Abstract

The earlier observation that aging promotes peroxidation of lipids within inner mitochondrial membranes by a radical‐generating mechanism has provided a model for studying the relationship of membrane alterations to energy‐linked respiration. Electron transport was impaired as a function of age only in the presence of substrates oxidized within the inner mitochondrial membrane. Respiratory control ratios and P:O ratios decreased regardless of substrate identity. Arrhenius kinetic data revealed age‐dependent shifts of temperature breaks only for membrane‐bound enzymes including oligomycin‐sensitive ATPase. Specific activities decreased for all enzymes studied except cytochrome oxidase and the glutamate oxidase system. Molecular motion data of spin‐labelled fatty acid analogues associated with phospholipid bilayer from inner mitochondrial membranes exhibited a decrease in lipid fluidity in membranes from aged rats.
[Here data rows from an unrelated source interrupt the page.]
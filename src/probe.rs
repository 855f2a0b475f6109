//! Probe Layer
//!
//! One reachability probe per call, bounded by a timeout, with every failure
//! folded into the returned [`ProbeStatus`].
//!
//! - [`Prober`]: Trait the monitor drives (mockable in tests)
//! - [`IcmpProber`]: ICMP echo probe for host reachability and latency
//! - [`ProbeFailure`]: Classified failure with a stable kind

mod icmp;
mod traits;

pub use icmp::IcmpProber;
pub use traits::{FailureKind, ProbeFailure, ProbeStatus, Prober, TIMEOUT_MESSAGE};
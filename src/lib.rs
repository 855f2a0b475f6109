//! flynet - Network Reachability Probe
//!
//! This crate provides a long-running latency probe: it pings one target at a
//! fixed cadence and records every outcome (latency or failure reason) in a
//! durable store for later analysis. It can be used as a library, or run as a
//! standalone binary with the `flynet` executable.
//!
//! # Architecture
//!
//! - **Probe**: One ICMP echo per tick with a bounded wait, failures classified
//! - **Storage**: Append-only `ping_results` table in SQLite or PostgreSQL
//! - **Monitor**: Fixed-cadence loop that never stops on per-tick failures
//! - **Analysis**: Date-filtered, smoothed view and hour-of-day distribution
//!
//! # Example
//!
//! ```rust,no_run
//! use std::sync::Arc;
//! use flynet::{AppConfig, IcmpProber, Monitor, open_store};
//!
//! #[tokio::main]
//! async fn main() -> Result<(), Box<dyn std::error::Error>> {
//!     let config = AppConfig::default().with_target("1.1.1.1");
//!     config.validate()?;
//!
//!     let store = open_store(&config.store)?;
//!     store.ensure_schema().await?;
//!
//!     let monitor = Monitor::new(&config, Arc::new(IcmpProber::new()), store);
//!     monitor.run_until(async { let _ = tokio::signal::ctrl_c().await; }).await;
//!     Ok(())
//! }
//! ```

pub mod analysis;
pub mod config;
pub mod monitor;
pub mod probe;
pub mod storage;

pub use config::{AppConfig, ConfigError, StoreConfig};
pub use monitor::{Clock, Monitor, SystemClock, TickReport};
pub use probe::{FailureKind, IcmpProber, ProbeFailure, ProbeStatus, Prober};
pub use storage::{
    PostgresStore, ProbeOutcome, ResultStore, SqliteStore, StorageError, open_existing_store,
    open_store,
};
//! Monitor Loop
//!
//! Drives the probe-and-record cadence: probe, append, sleep for whatever is
//! left of the interval, repeat until the shutdown future resolves.
//!
//! # Architecture
//!
//! - [`Monitor`]: Owns the prober and store, runs ticks one at a time
//! - [`TickReport`]: What happened in one tick (outcome, store result)
//! - [`Clock`]: Wall-clock source for record timestamps
//!
//! # Example
//!
//! ```rust,no_run
//! use std::sync::Arc;
//! use flynet::{AppConfig, IcmpProber, Monitor, open_store};
//!
//! # async fn run() -> Result<(), Box<dyn std::error::Error>> {
//! let config = AppConfig::default();
//! let store = open_store(&config.store)?;
//! store.ensure_schema().await?;
//!
//! let monitor = Monitor::new(&config, Arc::new(IcmpProber::new()), store);
//! monitor.run_until(async { let _ = tokio::signal::ctrl_c().await; }).await;
//! # Ok(())
//! # }
//! ```

mod clock;
mod runner;

pub use clock::{Clock, SystemClock, remaining_sleep};
pub use runner::{Monitor, TickReport};
//! Backend-neutral store capability.

use crate::storage::{ProbeOutcome, StorageError};

/// Durable append-only store of probe outcomes.
///
/// The monitor only ever talks to this trait; whether the rows end up in a
/// local SQLite file or a remote PostgreSQL server is decided at startup.
///
/// # Contract
///
/// - `ensure_schema` is idempotent and is called once before the first append.
/// - `append` writes exactly one row and commits before returning. On error
///   nothing was written.
/// - Implementations never retry internally and never panic on backend failure.
#[async_trait::async_trait]
pub trait ResultStore: Send + Sync {
    /// Short backend name for logging (e.g., "sqlite").
    fn backend(&self) -> &'static str;

    /// Create the results table and index if they don't exist.
    async fn ensure_schema(&self) -> Result<(), StorageError>;

    /// Durably write one outcome.
    async fn append(&self, outcome: &ProbeOutcome) -> Result<(), StorageError>;

    /// All stored outcomes ordered by timestamp ascending.
    async fn fetch_all(&self) -> Result<Vec<ProbeOutcome>, StorageError>;
}
//! flynet Binary Entry Point
//!
//! `flynet run` (the default) probes the target until interrupted.
//! `flynet report` summarizes the stored history for a date range.
//! Core functionality is provided by the `flynet` library crate.

use std::path::PathBuf;
use std::sync::Arc;

use clap::{Args, Parser, Subcommand, ValueEnum};
use flynet::{
    AppConfig, ConfigError, IcmpProber, Monitor, StoreConfig,
    analysis::{DateRange, Report, ViewOptions},
    config::expand_env_vars,
    open_existing_store, open_store,
};
use tracing_subscriber::{layer::SubscriberExt, util::SubscriberInitExt};

/// flynet - Network Reachability Probe
#[derive(Parser, Debug)]
#[command(name = "flynet", version, about, long_about = None)]
struct Cli {
    /// Path to an optional YAML configuration file
    #[arg(short, long, global = true, env = "FLYNET_CONFIG")]
    config: Option<PathBuf>,

    /// SQLite database file (overrides config file)
    #[arg(long, global = true, env = "FLYNET_DB")]
    db: Option<String>,

    /// PostgreSQL connection URL (overrides config file and --db)
    #[arg(long, global = true, env = "FLYNET_DATABASE_URL", hide_env_values = true)]
    database_url: Option<String>,

    #[command(flatten)]
    probe: ProbeArgs,

    #[command(subcommand)]
    command: Option<Command>,
}

#[derive(Subcommand, Debug)]
enum Command {
    /// Probe the target at a fixed cadence until interrupted
    Run,
    /// Summarize stored latency history over a date range
    Report(ReportArgs),
}

/// Probe settings, accepted with or without the `run` subcommand.
#[derive(Args, Debug, Default)]
struct ProbeArgs {
    /// Host or IP address to ping
    #[arg(long, global = true, visible_alias = "ip", env = "FLYNET_TARGET")]
    target: Option<String>,

    /// Seconds between probes
    #[arg(long, global = true, visible_alias = "every", env = "FLYNET_INTERVAL")]
    interval: Option<u64>,

    /// Seconds to wait for each reply
    #[arg(long, global = true, env = "FLYNET_TIMEOUT")]
    timeout: Option<u64>,

    /// Seconds a single store write may take (default: the interval)
    #[arg(long, global = true, env = "FLYNET_STORE_TIMEOUT")]
    store_timeout: Option<u64>,
}

#[derive(Args, Debug)]
struct ReportArgs {
    /// First day to include (YYYY-MM-DD, UTC)
    #[arg(long, visible_alias = "startdate")]
    start: String,

    /// Last day to include (YYYY-MM-DD, UTC)
    #[arg(long, visible_alias = "enddate")]
    end: String,

    /// Output format
    #[arg(long, value_enum, default_value_t = OutputFormat::Table)]
    format: OutputFormat,

    /// Latency in seconds substituted for failed probes
    #[arg(long, default_value_t = flynet::analysis::DEFAULT_FAILURE_SENTINEL)]
    sentinel: f64,

    /// Moving-average window in samples
    #[arg(long, default_value_t = flynet::analysis::DEFAULT_SMA_WINDOW)]
    window: usize,
}

#[derive(Copy, Clone, Debug, PartialEq, Eq, ValueEnum)]
enum OutputFormat {
    Table,
    Json,
}

#[tokio::main]
async fn main() -> Result<(), Box<dyn std::error::Error>> {
    // Load .env before parsing so env-backed flags can see it
    let dotenv = dotenvy::dotenv();

    // Initialize tracing
    tracing_subscriber::registry()
        .with(
            tracing_subscriber::EnvFilter::try_from_default_env()
                .unwrap_or_else(|_| "info,flynet=debug".into()),
        )
        .with(tracing_subscriber::fmt::layer())
        .init();

    if let Ok(path) = &dotenv {
        tracing::debug!("Loaded environment from: {}", path.display());
    }

    let cli = Cli::parse();

    let config = resolve_config(&cli)?;
    match &cli.command {
        Some(Command::Report(args)) => report(&config, args).await,
        Some(Command::Run) | None => run(config).await,
    }
}

/// Resolve configuration: defaults < config file < CLI/env.
fn resolve_config(cli: &Cli) -> Result<AppConfig, ConfigError> {
    let args = &cli.probe;
    let mut config = match &cli.config {
        Some(path) => {
            tracing::info!("Loading configuration from: {}", path.display());
            AppConfig::load(path)?
        }
        None => AppConfig::default(),
    };

    if let Some(target) = &args.target {
        config.target = target.clone();
    }
    if let Some(interval) = args.interval {
        config.interval = interval;
    }
    if let Some(timeout) = args.timeout {
        config.timeout = timeout;
    }
    if let Some(store_timeout) = args.store_timeout {
        config.store_timeout = Some(store_timeout);
    }

    if let Some(url) = &cli.database_url {
        config.store = StoreConfig::Postgres {
            url: expand_env_vars(url),
        };
    } else if let Some(path) = &cli.db {
        config.store = StoreConfig::Sqlite { path: path.clone() };
    }

    config.validate()?;
    Ok(config)
}

async fn run(config: AppConfig) -> Result<(), Box<dyn std::error::Error>> {
    tracing::info!(
        "Pinging {} every {}s with a timeout of {}s, saving results to {}",
        config.target,
        config.interval,
        config.timeout,
        config.store,
    );

    let store = open_store(&config.store)?;

    // Without a table no sample can ever be stored, so this one is fatal.
    store.ensure_schema().await?;

    let monitor = Monitor::new(&config, Arc::new(IcmpProber::new()), store);
    monitor.run_until(shutdown_signal()).await;

    tracing::info!("Shutdown complete");
    Ok(())
}

async fn report(config: &AppConfig, args: &ReportArgs) -> Result<(), Box<dyn std::error::Error>> {
    let range = DateRange::parse(&args.start, &args.end)?;
    let options = ViewOptions {
        failure_sentinel: args.sentinel,
        window: args.window,
    };

    tracing::debug!("Reading history from {}", config.store);
    let store = open_existing_store(&config.store)?;
    let records = store.fetch_all().await?;

    let report = Report::build(&records, range, &options);
    match args.format {
        OutputFormat::Table => print!("{report}"),
        OutputFormat::Json => println!("{}", serde_json::to_string_pretty(&report)?),
    }
    Ok(())
}

/// Resolves on Ctrl+C or SIGTERM.
async fn shutdown_signal() {
    let ctrl_c = async {
        tokio::signal::ctrl_c()
            .await
            .expect("failed to install Ctrl+C handler");
    };

    #[cfg(unix)]
    let terminate = async {
        tokio::signal::unix::signal(tokio::signal::unix::SignalKind::terminate())
            .expect("failed to install signal handler")
            .recv()
            .await;
    };

    #[cfg(not(unix))]
    let terminate = std::future::pending::<()>();

    tokio::select! {
        _ = ctrl_c => {
            tracing::info!("Received Ctrl+C signal");
        }
        _ = terminate => {
            tracing::info!("Received terminate signal");
        }
    }
}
The exposure of isolated mitochondria to a O 2 − ‐radical generating system brought about identical changes in energy‐linked respiration and oxidative phosphorylation as did aging in the animal. The effect was completely inhibited only in the presence of both superoxide dismutase and catalase, indicating the participation of O 2 − ‐radicals and H 2 O 2 in causing the observed structural and functional changes. The results support the concept of an active mechanism in mitochondria of living tissues which can contribute to pathophysiological processes by a sequential reaction involving radical‐induced changes in the hydrophobic bonding of lipid‐dependent enzyme systems.